Copy out, from the data below, each line in which the word "text" occurs.

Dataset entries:

========================================

use std::fmt;

#[cfg(feature = "serde")]
use serde::{Deserialize, Serialize};

use super::{Color, Piece, PieceType, Position};

const BACK_RANK: [PieceType; 8] = [
    PieceType::Rook,
    PieceType::Knight,
    PieceType::Bishop,
    PieceType::Queen,
    PieceType::King,
    PieceType::Bishop,
    PieceType::Knight,
    PieceType::Rook,
];

/// An 8x8 grid of optional pieces.
///
/// The board enforces no chess invariants: any placement is accepted,
/// including boards with zero or several kings of one color. Two boards are
/// equal iff every square holds an equal piece or both are empty.
#[derive(Clone, PartialEq, Eq, Hash)]
#[cfg_attr(feature = "serde", derive(Serialize, Deserialize))]
pub struct Board {
    // squares[row - 1][column - 1]
    squares: [[Option<Piece>; 8]; 8],
}

impl Board {
    /// A board in the standard starting position.
    pub fn new() -> Self {
        let mut board = Board::empty();
        board.reset();
        board
    }

    /// A board with no pieces.
    #[must_use]
    pub const fn empty() -> Self {
        Board {
            squares: [[None; 8]; 8],
        }
    }

    /// Piece on `pos`, if any.
    #[inline]
    #[must_use]
    pub fn get(&self, pos: Position) -> Option<Piece> {
        let (r, c) = pos.grid_index();
        self.squares[r][c]
    }

    /// Piece at raw 1-indexed coordinates. Off-board coordinates read as empty.
    #[must_use]
    pub fn get_at(&self, row: i8, column: i8) -> Option<Piece> {
        if (1..=8).contains(&row) && (1..=8).contains(&column) {
            self.squares[row as usize - 1][column as usize - 1]
        } else {
            None
        }
    }

    /// Overwrite `pos` unconditionally.
    #[inline]
    pub fn set(&mut self, pos: Position, piece: Option<Piece>) {
        let (r, c) = pos.grid_index();
        self.squares[r][c] = piece;
    }

    #[inline]
    pub fn place(&mut self, pos: Position, piece: Piece) {
        self.set(pos, Some(piece));
    }

    /// Empty `pos`, returning whatever stood there.
    #[inline]
    pub fn take(&mut self, pos: Position) -> Option<Piece> {
        let (r, c) = pos.grid_index();
        self.squares[r][c].take()
    }

    #[inline]
    #[must_use]
    pub fn is_empty(&self, pos: Position) -> bool {
        self.get(pos).is_none()
    }

    /// Clear the board and set up the standard starting position.
    pub fn reset(&mut self) {
        self.squares = [[None; 8]; 8];
        for (i, kind) in BACK_RANK.iter().enumerate() {
            let column = i as u8 + 1;
            for color in Color::BOTH {
                let pawn_row = color.pawn_start_rank();
                self.place(
                    Position::new_unchecked(color.back_rank(), column),
                    Piece::new(color, *kind),
                );
                self.place(
                    Position::new_unchecked(pawn_row, column),
                    Piece::new(color, PieceType::Pawn),
                );
            }
        }
    }

    /// Independent copy for simulating moves without touching this board.
    #[must_use]
    pub fn scratch_copy(&self) -> Board {
        self.clone()
    }

    /// Every occupied square with its piece, a1 first.
    pub fn pieces(&self) -> impl Iterator<Item = (Position, Piece)> + '_ {
        Position::all().filter_map(move |pos| self.get(pos).map(|piece| (pos, piece)))
    }

    /// Occupied squares holding pieces of `color`.
    pub fn pieces_of(&self, color: Color) -> impl Iterator<Item = (Position, Piece)> + '_ {
        self.pieces().filter(move |(_, piece)| piece.color() == color)
    }

    /// First square (a1 upward) holding a king of `color`.
    #[must_use]
    pub fn find_king(&self, color: Color) -> Option<Position> {
        self.pieces()
            .find(|(_, piece)| piece.is(color, PieceType::King))
            .map(|(pos, _)| pos)
    }
}

impl Default for Board {
    fn default() -> Self {
        Board::new()
    }
}

impl fmt::Display for Board {
    /// Diagram with rank 8 on top, FEN letters for pieces and `.` for empty squares.
    fn fmt(&self, f: &mut fmt::Formatter<'_>) -> fmt::Result {
        for row in (1..=8u8).rev() {
            write!(f, "{row} ")?;
            for column in 1..=8u8 {
                let pos = Position::new_unchecked(row, column);
                let c = self.get(pos).map_or('.', Piece::to_fen_char);
                write!(f, "{c}")?;
                if column < 8 {
                    write!(f, " ")?;
                }
            }
            writeln!(f)?;
        }
        write!(f, "  a b c d e f g h")
    }
}

impl fmt::Debug for Board {
    fn fmt(&self, f: &mut fmt::Formatter<'_>) -> fmt::Result {
        write!(f, "Board({})", self.to_fen_placement())
    }
}

#[cfg(test)]
mod tests {
    use super::*;

    fn pos(s: &str) -> Position {
        s.parse().unwrap()
    }

    #[test]
    fn test_starting_position_layout() {
        let board = Board::new();
        assert_eq!(
            board.get(pos("e1")),
            Some(Piece::new(Color::White, PieceType::King))
        );
        assert_eq!(
            board.get(pos("d8")),
            Some(Piece::new(Color::Black, PieceType::Queen))
        );
        assert_eq!(
            board.get(pos("h7")),
            Some(Piece::new(Color::Black, PieceType::Pawn))
        );
        assert!(board.is_empty(pos("e4")));
        assert_eq!(board.pieces().count(), 32);
    }

    #[test]
    fn test_get_at_off_board_is_empty() {
        let board = Board::new();
        assert_eq!(board.get_at(0, 1), None);
        assert_eq!(board.get_at(9, 9), None);
        assert_eq!(board.get_at(-1, 4), None);
        assert!(board.get_at(1, 1).is_some());
    }

    #[test]
    fn test_scratch_copy_is_independent() {
        let board = Board::new();
        let mut scratch = board.scratch_copy();
        assert_eq!(scratch, board);

        scratch.set(pos("e2"), None);
        assert_ne!(scratch, board);
        assert!(board.get(pos("e2")).is_some());
    }

    #[test]
    fn test_reset_clears_stray_pieces() {
        let mut board = Board::empty();
        board.place(pos("e4"), Piece::new(Color::White, PieceType::Queen));
        board.reset();
        assert!(board.is_empty(pos("e4")));
        assert_eq!(board, Board::new());
    }

    #[test]
    fn test_find_king_missing() {
        let board = Board::empty();
        assert_eq!(board.find_king(Color::White), None);
        assert_eq!(Board::new().find_king(Color::Black), Some(pos("e8")));
    }

    #[test]
    fn test_display_diagram() {
        let text = Board::new().to_string();
        let lines: Vec<&str> = text.lines().collect();
        assert_eq!(lines.len(), 9);
        assert_eq!(lines[0], "8 r n b q k b n r");
        assert_eq!(lines[4], "4 . . . . . . . .");
        assert_eq!(lines[7], "1 R N B Q K B N R");
    }

    #[test]
    fn test_hash_matches_equality() {
        use std::collections::HashSet;

        let mut seen = HashSet::new();
        seen.insert(Board::new());
        assert!(seen.contains(&Board::new().scratch_copy()));
        assert!(!seen.contains(&Board::empty()));
    }
}
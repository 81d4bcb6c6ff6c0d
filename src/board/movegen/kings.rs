use super::super::step_tables::KING_TARGETS;
use super::super::{Board, Color, Move, MoveList, Position};

impl Board {
    /// The adjacent squares not held by a friendly piece. Castling is added by the game.
    pub(crate) fn generate_king_moves(&self, from: Position, color: Color) -> MoveList {
        let mut moves = MoveList::with_capacity(8);
        for &to in &KING_TARGETS[from.as_index()] {
            if self.can_land(to, color) {
                moves.push(Move::new(from, to));
            }
        }
        moves
    }
}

========================================

> **SOLUTION**:
        let text = Board::new().to_string();
        let lines: Vec<&str> = text.lines().collect();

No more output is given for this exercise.